*Task to carry out*
Output exactly, with nothing added, the entries from the first line through the line with "#[derive(Debug, Clone, PartialEq, Eq, Serialize)]".

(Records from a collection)
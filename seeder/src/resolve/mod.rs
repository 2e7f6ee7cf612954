//! Entity resolution: logical file name → writable definition.
//!
//! A name is looked up directly first. Localized seed files are named after
//! their base entity (`Books_texts`, `Books_texts_de`) while the model only
//! declares a `texts` element on `Books`, so a miss on such a name is
//! redirected to that element's target.
//!
//! ```text
//!   Books_texts_de ──miss──▶ Books ──texts.target──▶ Books.texts ──hit──▶ Found
//! ```

use once_cell::sync::Lazy;
use regex::Regex;
use serde::Serialize;

use crate::model::{EntityDef, Model};

/// Lookups allowed per name; a texts redirect needs two.
pub const MAX_RESOLUTION_STEPS: usize = 3;

/// `<Base>_texts` or `<Base>_texts_<locale>`
static TEXTS_NAME: Lazy<Regex> = Lazy::new(|| {
    Regex::new(r"^(?P<base>.+)_texts(?:_.+)?$").expect("valid texts pattern")
});

/// Shape of a resolved definition with respect to writes.
#[derive(Debug, Clone, PartialEq, Eq, Serialize)]
#[serde(tag = "kind", rename_all = "camelCase")]
pub enum ViewShape {
    /// Plain entity.
    Table,
    /// View without projection over a single source.
    PassThrough { source: String, source_known: bool },
    /// Any other view.
    Projection,
}

impl ViewShape {
    fn of<M: Model + ?Sized>(model: &M, def: &EntityDef) -> Self {
        if !def.is_view() {
            return ViewShape::Table;
        }
        match def.simple_view_source() {
            Some(source) => ViewShape::PassThrough {
                source: source.to_string(),
                source_known: model.definition(source).is_some(),
            },
            None => ViewShape::Projection,
        }
    }
}

/// A definition the loader may write to.
#[derive(Debug, Clone, PartialEq)]
pub struct ResolvedEntity<'m> {
    /// Canonical name, or the name it was found under when the definition has none.
    pub name: String,
    /// Logical name derived from the file.
    pub derived_from: String,
    pub definition: &'m EntityDef,
    pub view: ViewShape,
    /// Found through a texts redirect.
    pub redirected: bool,
}

impl ResolvedEntity<'_> {
    /// Database table name: `my.bookshop.Books` → `my_bookshop_Books`.
    pub fn table_name(&self) -> String {
        self.name.replace('.', "_")
    }

    pub fn persistence_skip(&self) -> bool {
        self.definition.persistence_skip
    }

    /// A pass-through view whose source is not part of the model.
    pub fn has_unknown_view_source(&self) -> bool {
        matches!(self.view, ViewShape::PassThrough { source_known: false, .. })
    }
}

/// Outcome of one lookup.
#[derive(Debug, Clone, PartialEq)]
pub enum Resolution<'m> {
    Found { name: String, definition: &'m EntityDef, view: ViewShape },
    RedirectTo(String),
    NotFound,
}

/// Perform a single lookup of `name`.
pub fn resolve_step<'m, M: Model + ?Sized>(model: &'m M, name: &str) -> Resolution<'m> {
    if let Some(definition) = model.definition(name) {
        return Resolution::Found {
            name: definition.name.clone().unwrap_or_else(|| name.to_string()),
            definition,
            view: ViewShape::of(model, definition),
        };
    }

    let Some(captures) = TEXTS_NAME.captures(name) else {
        return Resolution::NotFound;
    };
    match model
        .definition(&captures["base"])
        .and_then(EntityDef::texts_target)
    {
        Some(target) => Resolution::RedirectTo(target.to_string()),
        None => Resolution::NotFound,
    }
}

/// Resolve a logical name, following texts redirects.
///
/// `None` means the file has no matching table; it is not an error.
pub fn resolve_entity<'m, M: Model + ?Sized>(
    model: &'m M,
    derived_name: &str,
) -> Option<ResolvedEntity<'m>> {
    let mut current = derived_name.to_string();

    for step in 0..MAX_RESOLUTION_STEPS {
        match resolve_step(model, &current) {
            Resolution::Found { name, definition, view } => {
                return Some(ResolvedEntity {
                    name,
                    derived_from: derived_name.to_string(),
                    definition,
                    view,
                    redirected: step > 0,
                });
            }
            Resolution::RedirectTo(target) => current = target,
            Resolution::NotFound => return None,
        }
    }

    None
}
//! Progress logging for load runs.
//!
//! Entries are echoed to stderr and broadcast to any subscriber, so an
//! embedding application (or a test) can follow a run without scraping output.

use once_cell::sync::Lazy;
use serde::{Deserialize, Serialize};
use std::sync::atomic::{AtomicBool, Ordering};
use tokio::sync::broadcast;

/// Log level
#[derive(Debug, Clone, Copy, PartialEq, Eq, Serialize, Deserialize)]
#[serde(rename_all = "lowercase")]
pub enum LogLevel {
    Info,
    Success,
    Warning,
    Error,
}

/// A single log entry
#[derive(Debug, Clone, Serialize, Deserialize)]
#[serde(rename_all = "camelCase")]
pub struct LogEntry {
    pub level: LogLevel,
    pub message: String,
    /// Nesting level (folder → file)
    #[serde(default)]
    pub indent: u8,
}

impl LogEntry {
    pub fn info(message: impl Into<String>) -> Self {
        Self { level: LogLevel::Info, message: message.into(), indent: 0 }
    }

    pub fn success(message: impl Into<String>) -> Self {
        Self { level: LogLevel::Success, message: message.into(), indent: 0 }
    }

    pub fn warning(message: impl Into<String>) -> Self {
        Self { level: LogLevel::Warning, message: message.into(), indent: 0 }
    }

    pub fn error(message: impl Into<String>) -> Self {
        Self { level: LogLevel::Error, message: message.into(), indent: 0 }
    }

    pub fn with_indent(mut self, indent: u8) -> Self {
        self.indent = indent;
        self
    }
}

/// Global log broadcaster
pub static LOG_BROADCASTER: Lazy<LogBroadcaster> = Lazy::new(LogBroadcaster::new);

/// Broadcasts log entries to all subscribers
pub struct LogBroadcaster {
    sender: broadcast::Sender<LogEntry>,
    echo: AtomicBool,
}

impl LogBroadcaster {
    pub fn new() -> Self {
        let (sender, _) = broadcast::channel(256);
        Self {
            sender,
            echo: AtomicBool::new(true),
        }
    }

    /// Turn the stderr echo on or off.
    pub fn set_echo(&self, echo: bool) {
        self.echo.store(echo, Ordering::Relaxed);
    }

    /// Send a log entry to all subscribers
    pub fn log(&self, entry: LogEntry) {
        if self.echo.load(Ordering::Relaxed) {
            let prefix = match entry.level {
                LogLevel::Info => "   ",
                LogLevel::Success => "   ✓",
                LogLevel::Warning => "   ⚠️",
                LogLevel::Error => "   ❌",
            };
            let indent = "   ".repeat(entry.indent as usize);
            eprintln!("{}{} {}", indent, prefix, entry.message);
        }

        // No receivers is fine
        let _ = self.sender.send(entry);
    }

    pub fn subscribe(&self) -> broadcast::Receiver<LogEntry> {
        self.sender.subscribe()
    }
}

impl Default for LogBroadcaster {
    fn default() -> Self {
        Self::new()
    }
}

pub fn log_info(msg: impl Into<String>) {
    LOG_BROADCASTER.log(LogEntry::info(msg));
}

pub fn log_success(msg: impl Into<String>) {
    LOG_BROADCASTER.log(LogEntry::success(msg));
}

pub fn log_warning(msg: impl Into<String>) {
    LOG_BROADCASTER.log(LogEntry::warning(msg));
}

pub fn log_error(msg: impl Into<String>) {
    LOG_BROADCASTER.log(LogEntry::error(msg));
}

pub fn log_info_indent(msg: impl Into<String>, indent: u8) {
    LOG_BROADCASTER.log(LogEntry::info(msg).with_indent(indent));
}

pub fn log_success_indent(msg: impl Into<String>, indent: u8) {
    LOG_BROADCASTER.log(LogEntry::success(msg).with_indent(indent));
}

#[cfg(test)]
mod tests {
    use super::*;

    #[test]
    fn test_subscriber_receives_entries() {
        let broadcaster = LogBroadcaster::new();
        broadcaster.set_echo(false);
        let mut rx = broadcaster.subscribe();

        broadcaster.log(LogEntry::success("loaded Books.csv").with_indent(1));

        let entry = rx.try_recv().unwrap();
        assert_eq!(entry.level, LogLevel::Success);
        assert_eq!(entry.message, "loaded Books.csv");
        assert_eq!(entry.indent, 1);
    }

    #[test]
    fn test_log_without_subscribers() {
        let broadcaster = LogBroadcaster::new();
        broadcaster.set_echo(false);
        broadcaster.log(LogEntry::error("nobody listens"));
    }

    #[test]
    fn test_entry_serialization() {
        let json = serde_json::to_value(LogEntry::warning("w")).unwrap();
        assert_eq!(json["level"], "warning");
        assert_eq!(json["indent"], 0);
    }
}
//! Cancellable per-target countdown timers.

use std::collections::HashMap;
use std::sync::Arc;
use std::time::Duration;

use parking_lot::Mutex;
use tokio_util::sync::CancellationToken;
use tracing::{debug, warn};

/// A live countdown for one target key.
struct TimerEntry {
    /// Distinguishes this timer from a later `start` on the same key, so a
    /// stale fired task cannot claim a replacement's entry.
    generation: u64,
    cancel: CancellationToken,
}

/// Shared registry state. Held by the registry and by every spawned task.
#[derive(Default)]
struct RegistryInner {
    timers: HashMap<String, TimerEntry>,
    next_generation: u64,
}

/// Owns at most one cancellable countdown per target key.
///
/// Firing claims the registry entry under the lock *before* the expiry
/// callback runs: a `cancel` racing a near-simultaneous fire results in
/// exactly one outcome — either the cancel removes the entry first and the
/// callback never runs, or the fire claims it and the cancel is a no-op.
/// Entry removal preceding the callback also means re-entrant `start` or
/// `cancel` calls for the same key observe a clean slate, and a panicking
/// callback cannot corrupt the registry.
#[derive(Default)]
pub struct TimerRegistry {
    inner: Arc<Mutex<RegistryInner>>,
}

impl TimerRegistry {
    /// Create an empty registry.
    pub fn new() -> Self {
        Self::default()
    }

    /// Start a countdown for `key`, cancelling any existing timer for the
    /// same key first. When `duration` elapses without cancellation,
    /// `on_expire` is invoked exactly once with the key.
    ///
    /// Must be called from within a tokio runtime.
    pub fn start<F>(&self, key: &str, duration: Duration, on_expire: F)
    where
        F: FnOnce(String) + Send + 'static,
    {
        let cancel = CancellationToken::new();
        let generation = {
            let mut inner = self.inner.lock();
            if let Some(previous) = inner.timers.remove(key) {
                debug!(key, "restarting muster timer");
                previous.cancel.cancel();
            }
            inner.next_generation += 1;
            let generation = inner.next_generation;
            let _ = inner.timers.insert(
                key.to_string(),
                TimerEntry {
                    generation,
                    cancel: cancel.clone(),
                },
            );
            generation
        };

        let inner = Arc::clone(&self.inner);
        let key = key.to_string();
        let _ = tokio::spawn(async move {
            tokio::select! {
                () = cancel.cancelled() => {}
                () = tokio::time::sleep(duration) => {
                    // Claim our entry before running the callback. A racing
                    // cancel or restart may have removed or replaced it.
                    let claimed = {
                        let mut inner = inner.lock();
                        match inner.timers.get(&key) {
                            Some(entry) if entry.generation == generation => {
                                let _ = inner.timers.remove(&key);
                                true
                            }
                            _ => false,
                        }
                    };
                    if claimed {
                        debug!(key, "muster timer expired");
                        on_expire(key);
                    }
                }
            }
        });
    }

    /// Stop and discard the timer for `key`. Returns whether one was live.
    pub fn cancel(&self, key: &str) -> bool {
        let removed = self.inner.lock().timers.remove(key);
        match removed {
            Some(entry) => {
                entry.cancel.cancel();
                true
            }
            None => false,
        }
    }

    /// Cancel every live timer. Called at teardown so expiry callbacks can
    /// never fire against discarded state.
    pub fn cancel_all(&self) {
        let drained: Vec<_> = {
            let mut inner = self.inner.lock();
            inner.timers.drain().collect()
        };
        if !drained.is_empty() {
            warn!(count = drained.len(), "cancelling all muster timers");
        }
        for (_, entry) in drained {
            entry.cancel.cancel();
        }
    }

    /// Whether `key` has a live timer.
    pub fn has_timer(&self, key: &str) -> bool {
        self.inner.lock().timers.contains_key(key)
    }

    /// Number of live timers.
    pub fn timer_count(&self) -> usize {
        self.inner.lock().timers.len()
    }
}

*Worked solution*
filename seeder/src/resolve/mod.rs
repository 2e7f6ee7cf612954
//! Entity resolution: logical file name → writable definition.
//!
//! A name is looked up directly first. Localized seed files are named after
//! their base entity (`Books_texts`, `Books_texts_de`) while the model only
//! declares a `texts` element on `Books`, so a miss on such a name is
//! redirected to that element's target.
//!
//! ```text
//!   Books_texts_de ──miss──▶ Books ──texts.target──▶ Books.texts ──hit──▶ Found
//! ```

use once_cell::sync::Lazy;
use regex::Regex;
use serde::Serialize;

use crate::model::{EntityDef, Model};

/// Lookups allowed per name; a texts redirect needs two.
pub const MAX_RESOLUTION_STEPS: usize = 3;

/// `<Base>_texts` or `<Base>_texts_<locale>`
static TEXTS_NAME: Lazy<Regex> = Lazy::new(|| {
    Regex::new(r"^(?P<base>.+)_texts(?:_.+)?$").expect("valid texts pattern")
});

/// Shape of a resolved definition with respect to writes.
#[derive(Debug, Clone, PartialEq, Eq, Serialize)]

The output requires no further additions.